(Directions for this task): All records that follow are to be restated exactly.

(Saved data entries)
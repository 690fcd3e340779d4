//! The type merge lattice.
//!
//! `merge` is the join of a semilattice over [`NativeType`]:
//!
//! ```text
//! void *  <  void  <  { int16_t < int32_t < float, uint8_t, const char *,
//!                       native, arrays, dicts, structs }  <  struct js_var
//! ```
//!
//! Arrays merge element-wise, keeping the larger capacity and becoming
//! dynamic if either side is. Structs union their fields. A struct meeting
//! a dict becomes a dict over every field type. Any other mismatch is a
//! conflict and yields the boxed `struct js_var`.

use crate::native_type::{NativeType, Primitive, StructType};

/// Join two types.
pub fn merge(a: &NativeType, b: &NativeType) -> NativeType {
    merge_with_conflict(a, b).0
}

/// Join two types, also reporting whether a mismatch was boxed anywhere.
pub fn merge_with_conflict(a: &NativeType, b: &NativeType) -> (NativeType, bool) {
    let mut conflict = false;
    let ty = join(a, b, &mut conflict);
    (ty, conflict)
}

/// Merge a sequence; the empty sequence is `void *`.
pub fn merge_all<'a, I>(types: I) -> NativeType
where
    I: IntoIterator<Item = &'a NativeType>,
{
    types
        .into_iter()
        .fold(NativeType::POINTER, |acc, ty| merge(&acc, ty))
}

fn join(a: &NativeType, b: &NativeType, conflict: &mut bool) -> NativeType {
    use NativeType as T;
    use Primitive as P;

    match (a, b) {
        (T::Primitive(P::Pointer), other) | (other, T::Primitive(P::Pointer)) => other.clone(),
        (T::Primitive(P::Void), other) | (other, T::Primitive(P::Void)) => other.clone(),
        (T::Primitive(P::Boxed), _) | (_, T::Primitive(P::Boxed)) => T::BOXED,
        (T::Primitive(x), T::Primitive(y)) => {
            if x == y {
                return a.clone();
            }
            match (x.numeric_rank(), y.numeric_rank()) {
                (Some(rx), Some(ry)) => {
                    if rx >= ry {
                        a.clone()
                    } else {
                        b.clone()
                    }
                }
                _ => {
                    *conflict = true;
                    T::BOXED
                }
            }
        }
        (T::Array(x), T::Array(y)) => T::array(
            join(&x.element, &y.element, conflict),
            x.capacity.max(y.capacity),
            x.dynamic || y.dynamic,
        ),
        (T::Dict(x), T::Dict(y)) => T::dict(join(x, y, conflict)),
        (T::Struct(x), T::Struct(y)) => T::Struct(join_structs(x, y, conflict)),
        (T::Struct(s), T::Dict(e)) | (T::Dict(e), T::Struct(s)) => T::dict(
            s.fields
                .iter()
                .fold((**e).clone(), |acc, (_, ty)| join(&acc, ty, conflict)),
        ),
        _ => {
            *conflict = true;
            T::BOXED
        }
    }
}

fn join_structs(x: &StructType, y: &StructType, conflict: &mut bool) -> StructType {
    let name = match (x.name.is_empty(), y.name.is_empty()) {
        (true, _) => y.name.clone(),
        (_, true) => x.name.clone(),
        _ => x.name.as_str().min(y.name.as_str()).to_string(),
    };

    let mut fields: Vec<(String, NativeType)> = x
        .fields
        .iter()
        .map(|(field, ty)| match y.field(field) {
            Some(other) => (field.clone(), join(ty, other, conflict)),
            None => (field.clone(), ty.clone()),
        })
        .collect();
    for (field, ty) in &y.fields {
        if x.field(field).is_none() {
            fields.push((field.clone(), ty.clone()));
        }
    }

    StructType { name, fields }
}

(Output for this exercise):
repository 690fcd3e340779d4
//! The type merge lattice.
//!
//! `merge` is the join of a semilattice over [`NativeType`]:
//!
//! ```text
//! void *  <  void  <  { int16_t < int32_t < float, uint8_t, const char *,
//!                       native, arrays, dicts, structs }  <  struct js_var
//! ```
//!
//! Arrays merge element-wise, keeping the larger capacity and becoming
//! dynamic if either side is. Structs union their fields. A struct meeting
//! a dict becomes a dict over every field type. Any other mismatch is a
//! conflict and yields the boxed `struct js_var`.

use crate::native_type::{NativeType, Primitive, StructType};

/// Join two types.
pub fn merge(a: &NativeType, b: &NativeType) -> NativeType {
    merge_with_conflict(a, b).0
}

/// Join two types, also reporting whether a mismatch was boxed anywhere.
pub fn merge_with_conflict(a: &NativeType, b: &NativeType) -> (NativeType, bool) {
    let mut conflict = false;
    let ty = join(a, b, &mut conflict);
    (ty, conflict)
}

/// Merge a sequence; the empty sequence is `void *`.
pub fn merge_all<'a, I>(types: I) -> NativeType
where
    I: IntoIterator<Item = &'a NativeType>,
{
    types
        .into_iter()
        .fold(NativeType::POINTER, |acc, ty| merge(&acc, ty))
}

fn join(a: &NativeType, b: &NativeType, conflict: &mut bool) -> NativeType {
    use NativeType as T;
    use Primitive as P;

    match (a, b) {
        (T::Primitive(P::Pointer), other) | (other, T::Primitive(P::Pointer)) => other.clone(),
        (T::Primitive(P::Void), other) | (other, T::Primitive(P::Void)) => other.clone(),
        (T::Primitive(P::Boxed), _) | (_, T::Primitive(P::Boxed)) => T::BOXED,
        (T::Primitive(x), T::Primitive(y)) => {
            if x == y {
                return a.clone();
            }
            match (x.numeric_rank(), y.numeric_rank()) {
                (Some(rx), Some(ry)) => {
                    if rx >= ry {
                        a.clone()
                    } else {
                        b.clone()
                    }
                }
                _ => {
                    *conflict = true;
                    T::BOXED
                }
            }
        }
        (T::Array(x), T::Array(y)) => T::array(
            join(&x.element, &y.element, conflict),
            x.capacity.max(y.capacity),
            x.dynamic || y.dynamic,
        ),
        (T::Dict(x), T::Dict(y)) => T::dict(join(x, y, conflict)),
        (T::Struct(x), T::Struct(y)) => T::Struct(join_structs(x, y, conflict)),
        (T::Struct(s), T::Dict(e)) | (T::Dict(e), T::Struct(s)) => T::dict(
            s.fields
                .iter()
                .fold((**e).clone(), |acc, (_, ty)| join(&acc, ty, conflict)),
        ),
        _ => {
            *conflict = true;
            T::BOXED
        }
    }
}

fn join_structs(x: &StructType, y: &StructType, conflict: &mut bool) -> StructType {
    let name = match (x.name.is_empty(), y.name.is_empty()) {
        (true, _) => y.name.clone(),
        (_, true) => x.name.clone(),
        _ => x.name.as_str().min(y.name.as_str()).to_string(),
    };

    let mut fields: Vec<(String, NativeType)> = x
        .fields
        .iter()
        .map(|(field, ty)| match y.field(field) {
            Some(other) => (field.clone(), join(ty, other, conflict)),
            None => (field.clone(), ty.clone()),
        })
        .collect();
    for (field, ty) in &y.fields {
        if x.field(field).is_none() {
            fields.push((field.clone(), ty.clone()));
        }
    }

    StructType { name, fields }
}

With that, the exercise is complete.